• **TASK**
Bring together all lines from the listing below that contain the string "rest".

• **INPUT DATA**
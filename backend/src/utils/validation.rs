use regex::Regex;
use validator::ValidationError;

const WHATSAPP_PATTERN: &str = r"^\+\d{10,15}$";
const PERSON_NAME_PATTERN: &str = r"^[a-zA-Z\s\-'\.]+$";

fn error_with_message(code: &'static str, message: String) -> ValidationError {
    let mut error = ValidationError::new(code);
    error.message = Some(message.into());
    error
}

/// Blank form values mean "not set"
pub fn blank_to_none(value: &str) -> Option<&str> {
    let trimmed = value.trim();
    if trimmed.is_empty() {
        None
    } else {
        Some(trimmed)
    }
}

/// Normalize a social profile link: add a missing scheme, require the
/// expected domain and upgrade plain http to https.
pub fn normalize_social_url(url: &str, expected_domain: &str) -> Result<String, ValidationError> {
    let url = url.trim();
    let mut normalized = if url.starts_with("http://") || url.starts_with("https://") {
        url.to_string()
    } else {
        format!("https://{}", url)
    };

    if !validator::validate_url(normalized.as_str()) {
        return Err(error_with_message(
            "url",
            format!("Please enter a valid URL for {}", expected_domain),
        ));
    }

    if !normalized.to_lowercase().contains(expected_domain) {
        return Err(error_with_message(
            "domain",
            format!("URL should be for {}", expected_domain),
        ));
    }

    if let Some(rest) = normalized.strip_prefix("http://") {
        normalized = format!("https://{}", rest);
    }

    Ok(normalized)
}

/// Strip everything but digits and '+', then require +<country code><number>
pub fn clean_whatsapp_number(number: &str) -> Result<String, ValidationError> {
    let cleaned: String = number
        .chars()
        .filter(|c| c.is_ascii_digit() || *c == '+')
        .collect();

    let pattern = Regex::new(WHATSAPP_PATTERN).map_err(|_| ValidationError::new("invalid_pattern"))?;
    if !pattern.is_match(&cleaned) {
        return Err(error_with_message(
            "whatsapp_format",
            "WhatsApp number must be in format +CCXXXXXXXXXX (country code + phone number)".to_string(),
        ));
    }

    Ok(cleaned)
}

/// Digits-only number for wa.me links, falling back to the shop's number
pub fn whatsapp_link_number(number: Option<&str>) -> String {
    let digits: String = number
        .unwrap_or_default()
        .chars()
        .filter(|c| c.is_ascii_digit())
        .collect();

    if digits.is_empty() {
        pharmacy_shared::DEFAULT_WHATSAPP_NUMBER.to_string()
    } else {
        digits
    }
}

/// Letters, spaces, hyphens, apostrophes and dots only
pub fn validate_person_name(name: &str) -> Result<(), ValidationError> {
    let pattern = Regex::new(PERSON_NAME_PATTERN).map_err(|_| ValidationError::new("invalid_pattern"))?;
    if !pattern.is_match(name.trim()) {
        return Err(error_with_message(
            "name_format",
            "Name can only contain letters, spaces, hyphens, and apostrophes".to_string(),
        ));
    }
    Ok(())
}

• **SOLVED EXERCISE**
    if let Some(rest) = normalized.strip_prefix("http://") {
        normalized = format!("https://{}", rest);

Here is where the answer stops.